Eccentric Developments


Remote machine development

I have been doing some web development on remote computers, both real hardware and virtual machines. And for some of those projects, apart from having to install several services (redis, mongo, a vpn), hosts file entries have to be configured.

Usually what I've been doing is having a mix of configurations shared between my computer and the remote machine, which is not ideal as I want to maintain them as isolated from each other as possible. After some experimentation, I came to the following setup.

Local machine

  • Visual Studio Code with the Remote - SSH extension
  • Firefox or Chrome browser
  • SSH public/private keys

Remote machine

  • SSH auto login using the local machine SSH public key
  • All needed services: redis, mongodb, nginx, etc.
  • Dev tools: tmux, node.js, rust, and others
  • Any other configurations: hosts, vpn.

When it is time to start development, the first thing to do is, connect to the remote machine and, using tmux, start all services and vpn connections; tmux will keep them open even if the ssh session disconnects. In Visual Studio Code, connect to the remote machine using SSH, using the remote ssh extension.

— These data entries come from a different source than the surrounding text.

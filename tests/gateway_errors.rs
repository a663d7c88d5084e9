//! Error paths through the full gateway

mod common;

use async_trait::async_trait;
use axum::http::StatusCode;
use bytes::Bytes;
use common::*;
use http_body_util::BodyExt;
use llm_relay::proxy::audit::keys;
use llm_relay::proxy::context::RequestContext;
use llm_relay::proxy::error_boundary::{HttpError, RAW_BACKEND_RESPONSE};
use llm_relay::proxy::filter::{FilterError, ModifierFactory, RequestRewriter, ResponseModifier};
use llm_relay::proxy::registry::{FilterHandle, FilterRegistry, FilterSpec};
use llm_relay::proxy::request_pipeline::{InboundRequest, OutboundDraft};
use llm_relay::proxy::types::RequestSizeLimit;
use llm_relay::proxy::GatewayConfig;
use serde_json::{json, Value};
use std::sync::Arc;

/// Marks every chunk it sees so a leak past the short-circuit is visible
struct Mark;

#[async_trait]
impl ResponseModifier for Mark {
    async fn on_body_chunk(
        &mut self,
        _ctx: &RequestContext,
        chunk: Bytes,
    ) -> Result<Bytes, FilterError> {
        let mut out = chunk.to_vec();
        out.extend_from_slice(b"<marked>");
        Ok(Bytes::from(out))
    }
}

/// Fails on the second SSE event
struct RejectSecond;

#[async_trait]
impl ResponseModifier for RejectSecond {
    async fn on_body_chunk(
        &mut self,
        _ctx: &RequestContext,
        chunk: Bytes,
    ) -> Result<Bytes, FilterError> {
        if chunk.as_ref() == b"data: 2\n\n" {
            return Err(FilterError::message("second event refused"));
        }
        Ok(chunk)
    }
}

/// Refuses every request with 429
struct RateLimited;

#[async_trait]
impl RequestRewriter for RateLimited {
    async fn rewrite(
        &self,
        _ctx: &RequestContext,
        _inbound: &InboundRequest,
        _outbound: &mut OutboundDraft,
    ) -> Result<(), FilterError> {
        Err(FilterError::Http(HttpError::new(
            StatusCode::TOO_MANY_REQUESTS,
            "slow down",
        )))
    }
}

fn registry() -> FilterRegistry {
    fn mark(_: &FilterSpec) -> Result<FilterHandle, FilterError> {
        let factory: ModifierFactory = Arc::new(|| -> Box<dyn ResponseModifier> { Box::new(Mark) });
        Ok(FilterHandle::Response(factory))
    }
    fn reject_second(_: &FilterSpec) -> Result<FilterHandle, FilterError> {
        let factory: ModifierFactory =
            Arc::new(|| -> Box<dyn ResponseModifier> { Box::new(RejectSecond) });
        Ok(FilterHandle::Response(factory))
    }
    fn rate_limited(_: &FilterSpec) -> Result<FilterHandle, FilterError> {
        Ok(FilterHandle::Request(Arc::new(RateLimited)))
    }

    let mut registry = FilterRegistry::builtin();
    registry
        .register("mark", mark)
        .register("reject_second", reject_second)
        .register("rate_limited", rate_limited);
    registry
}

#[tokio::test]
async fn test_upstream_error_short_circuits_response_filters() {
    let upstream = start_upstream().await;
    let filters = vec![spec("mark", "mark", Value::Null)];
    let gateway = start_gateway(vec![route("llm", "/llm", upstream, filters)], registry()).await;

    let (status, _, body) = send(&gateway, "POST", "/llm/v1/missing", &[], "{}").await;

    assert_eq!(status, StatusCode::NOT_FOUND);
    let envelope: Value = serde_json::from_slice(&body).unwrap();
    assert_eq!(envelope["code"], "UPSTREAM_ERROR");
    assert_eq!(
        envelope["details"][RAW_BACKEND_RESPONSE],
        json!({ "error": { "type": "not_found_error", "message": "model: nope" } })
    );
    assert!(!String::from_utf8_lossy(&body).contains("<marked>"));

    let records = gateway.audit.wait_for(1).await;
    assert_eq!(records[0].notes[keys::RESPONSE_STATUS], json!(404));
}

#[tokio::test]
async fn test_unknown_route_is_not_found() {
    let upstream = start_upstream().await;
    let gateway = start_gateway(vec![route("llm", "/llm", upstream, Vec::new())], registry()).await;

    let (status, headers, body) = send(&gateway, "POST", "/other/v1/echo", &[], "{}").await;

    assert_eq!(status, StatusCode::NOT_FOUND);
    let envelope: Value = serde_json::from_slice(&body).unwrap();
    assert_eq!(envelope["code"], "NO_ROUTE");
    assert_eq!(
        envelope["request_id"],
        headers["x-request-id"].to_str().unwrap()
    );
    assert_eq!(gateway.audit.wait_for(1).await.len(), 1);
}

#[tokio::test]
async fn test_request_filter_error_never_reaches_upstream() {
    let upstream = start_upstream().await;
    let filters = vec![
        spec("limit", "rate_limited", Value::Null),
        spec("add", "headers", json!({ "set": { "x-after": "1" } })),
    ];
    let gateway = start_gateway(vec![route("llm", "/llm", upstream, filters)], registry()).await;

    let (status, _, body) = send(&gateway, "POST", "/llm/v1/echo", &[], "{}").await;

    assert_eq!(status, StatusCode::TOO_MANY_REQUESTS);
    let envelope: Value = serde_json::from_slice(&body).unwrap();
    assert_eq!(envelope["code"], "FILTER_REJECTED");
    assert_eq!(envelope["message"], "slow down");
    // An echo from the upstream would carry a `headers` object
    assert!(envelope.get("headers").is_none());

    let records = gateway.audit.wait_for(1).await;
    assert_eq!(records[0].notes[keys::ERROR_STAGE], "request");
    assert_eq!(records[0].notes[keys::ERROR_FILTER], "limit");
}

#[tokio::test]
async fn test_mid_stream_filter_error_stops_the_stream() {
    let upstream = start_upstream().await;
    let filters = vec![spec("picky", "reject_second", Value::Null)];
    let gateway = start_gateway(vec![route("llm", "/llm", upstream, filters)], registry()).await;

    let response = request(
        &gateway,
        "POST",
        "/llm/v1/stream",
        &[("content-type", "application/json")],
        r#"{"stream":true}"#,
    )
    .await;
    assert_eq!(response.status(), StatusCode::OK);

    let mut body = response.into_body();
    let mut seen = Vec::new();
    while let Some(frame) = body.frame().await {
        match frame {
            Ok(frame) => {
                if let Some(data) = frame.data_ref() {
                    seen.extend_from_slice(data);
                }
            }
            Err(_) => break,
        }
    }
    assert!(!String::from_utf8_lossy(&seen).contains("data: 2"));

    let records = gateway.audit.wait_for(1).await;
    let notes = &records[0].notes;
    assert_eq!(notes[keys::RESPONSE_OUTCOME], "failed");
    assert_eq!(notes[keys::ERROR_STAGE], "response");
    assert_eq!(notes[keys::ERROR_FILTER], "picky");
}

#[tokio::test]
async fn test_unreachable_upstream_is_bad_gateway() {
    let closed = {
        let listener = std::net::TcpListener::bind("127.0.0.1:0").unwrap();
        listener.local_addr().unwrap()
    };
    let gateway = start_gateway(vec![route("llm", "/llm", closed, Vec::new())], registry()).await;

    let (status, _, body) = send(&gateway, "POST", "/llm/v1/echo", &[], "{}").await;

    assert_eq!(status, StatusCode::BAD_GATEWAY);
    let envelope: Value = serde_json::from_slice(&body).unwrap();
    assert_eq!(envelope["code"], "UPSTREAM_UNAVAILABLE");
}

#[tokio::test]
async fn test_oversized_request_is_rejected() {
    let upstream = start_upstream().await;
    let config = GatewayConfig {
        max_request_size: RequestSizeLimit::try_new(8).unwrap(),
        ..GatewayConfig::default()
    };
    let gateway = start_gateway_with(
        config,
        vec![route("llm", "/llm", upstream, Vec::new())],
        registry(),
    )
    .await;

    let (status, _, body) = send(
        &gateway,
        "POST",
        "/llm/v1/echo",
        &[],
        "this body is longer than eight bytes",
    )
    .await;

    assert_eq!(status, StatusCode::PAYLOAD_TOO_LARGE);
    let envelope: Value = serde_json::from_slice(&body).unwrap();
    assert_eq!(envelope["code"], "REQUEST_TOO_LARGE");
}
//! Reverse proxy for LLM backends
//!
//! A request is matched to a route, rewritten by the route's request
//! filters and forwarded. The upstream response body is split into chunks
//! by a framing-aware splitter and pumped through the route's response
//! filters to the client. Every request ends in exactly one audit record,
//! drained off a ring buffer by the audit path.

pub mod audit;
pub mod audit_path;
pub mod capture;
pub mod context;
pub mod dump;
pub mod error_boundary;
pub mod error_response;
pub mod filter;
pub mod filters;
pub mod headers;
pub mod middleware;
pub mod middleware_stack;
pub mod registry;
pub mod request_pipeline;
pub mod response_pipeline;
pub mod ring_buffer;
pub mod service;
pub mod splitter;
pub mod transport;
pub mod types;
pub mod url_resolver;

pub use context::RequestContext;
pub use registry::{FilterRegistry, FilterSpec};
pub use service::{Gateway, GatewayBuilder, RouteConfig};
pub use types::{GatewayConfig, ProxyError, ProxyResult};
impl ResponseModifyPipeline {
    pub fn new(
        filters: Vec<NamedModifierFactory>,
        selector: SplitterSelector,
        completion: Arc<dyn StreamCompletion>,
        dump: Arc<dyn DumpLogger>,
    ) -> Self {
        let defaults = crate::proxy::types::GatewayConfig::default();
        Self {
            filters,
            selector,
            completion,
            dump,
            pipe_capacity: defaults.pipe_capacity,
            capture: defaults.capture,
            max_error_body: defaults.max_response_size,
        }
    }

    pub fn with_limits(
        mut self,
        pipe_capacity: PipeCapacity,
        capture: CaptureConfig,
        max_error_body: ResponseSizeLimit,
    ) -> Self {
        self.pipe_capacity = pipe_capacity;
        self.capture = capture;
        self.max_error_body = max_error_body;
        self
    }

    pub fn selector(&self) -> &SplitterSelector {
        &self.selector
    }

    /// Run the headers phase and start the pump
    ///
    /// An upstream status of 400 or above skips every filter and comes back
    /// as an error carrying the upstream body. A failing `on_headers` also
    /// returns an error and no chunk is ever read.
    pub async fn modify(
        &self,
        ctx: Arc<RequestContext>,
        response: Response<Body>,
    ) -> Result<(Response<Body>, StreamHandle), Arc<PipelineError>> {
        let (mut parts, body) = response.into_parts();
        ctx.audit()
            .note(keys::RESPONSE_STATUS, Value::from(parts.status.as_u16()));

        if parts.status.as_u16() >= 400 {
            let limit = *self.max_error_body.as_ref();
            let mut splitter = self.selector.whole_body(&ctx, &mut parts.headers, limit);
            let limited = Body::new(http_body_util::Limited::new(body, limit));
            let raw = read_whole(splitter.as_mut(), &mut body_reader(limited)).await;
            ctx.audit().note(
                keys::RESPONSE_RECEIVED,
                Value::from(crate::proxy::capture::truncate(
                    &raw,
                    *self.capture.head.as_ref(),
                    *self.capture.tail.as_ref(),
                )),
            );
            return Err(fail(
                &ctx,
                PipelineError::new(
                    Stage::Response,
                    None,
                    PipelineCause::Upstream(HttpError::upstream(parts.status, &raw)),
                ),
            ));
        }

        let splitter = self.selector.select(&ctx, &mut parts.headers);
        ctx.audit()
            .note(keys::RESPONSE_FRAMING, Value::from(splitter.kind().to_string()));

        let mut head = ResponseHead {
            status: parts.status,
            headers: std::mem::take(&mut parts.headers),
        };
        let mut modifiers: Vec<NamedModifier> = self.filters.iter().map(|f| f.create()).collect();
        for named in &mut modifiers {
            let span = named.tag.span(Stage::Response, &ctx);
            if let Err(cause) = guarded(span, named.filter.on_headers(&ctx, &mut head)).await {
                return Err(fail(
                    &ctx,
                    PipelineError::new(Stage::Response, Some(named.tag.name().to_string()), cause),
                ));
            }
        }
        head.headers.remove(CONTENT_LENGTH);

        self.dump.dump(
            &ctx,
            Dump {
                label: "response",
                start_line: head.status.to_string(),
                headers: &head.headers,
                body: &[],
            },
        );

        let (tx, rx) = mpsc::channel(*self.pipe_capacity.as_ref());
        let pump = Pump {
            ctx: Arc::clone(&ctx),
            splitter,
            reader: body_reader(body),
            modifiers,
            head: head.clone(),
            tx,
            received: BoundedCapture::from_config(&self.capture),
            handled: BoundedCapture::from_config(&self.capture),
            report: StreamReport::default(),
        };
        let completion = Arc::clone(&self.completion);
        // Outlives an unwinding pump so the client still sees the failure.
        let fallback = pump.tx.clone();
        let span = tracing::debug_span!("pump", request_id = %ctx.request_id());
        let handle = tokio::spawn(
            async move {
                let report = match AssertUnwindSafe(pump.run()).catch_unwind().await {
                    Ok(report) => report,
                    Err(payload) => {
                        let report = StreamReport::failed(PipelineError::new(
                            Stage::Response,
                            None,
                            PipelineCause::from_panic(payload),
                        ));
                        if let Some(err) = &report.error {
                            write_failure(&fallback, err).await;
                        }
                        report
                    }
                };
                drop(fallback);
                completion.stream_finished(&ctx, &report).await;
                report
            }
            .instrument(span),
        );

        parts.status = head.status;
        parts.headers = head.headers;
        Ok((Response::from_parts(parts, pipe_body(rx)), StreamHandle(handle)))
    }
}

Next is the most important part:

  1. Initiate a proxy session with the remote machine using:

    ssh -D 1337 -qCN <remote_machine>
    

    this acts as a SOCKS proxy.

  2. Open Firefox or Chrome and change the proxy configuration. SOCKS v5 hosts is

    127.0.0.1:1337
    

    and enable DNS proxy over it.

If the remote application responds to a particular domain or hostname, i.e. www.demo.com, the configuration can be added in the remote machine hosts file and be used from the local machine with no local changes. Same for all internal applications that would otherwise be only accessible through the vpn connections, will also be available through the configured browser.

This configuration allows me to keep the local machine as isolated as possible, without having to connect to the remote machine using vnc or remote desktop, which is usually slow and generally a not-so-great dev experience. If you don't have a dev server or don't want to configure one, ubuntu multipass is a great option to do all this, using your current computer.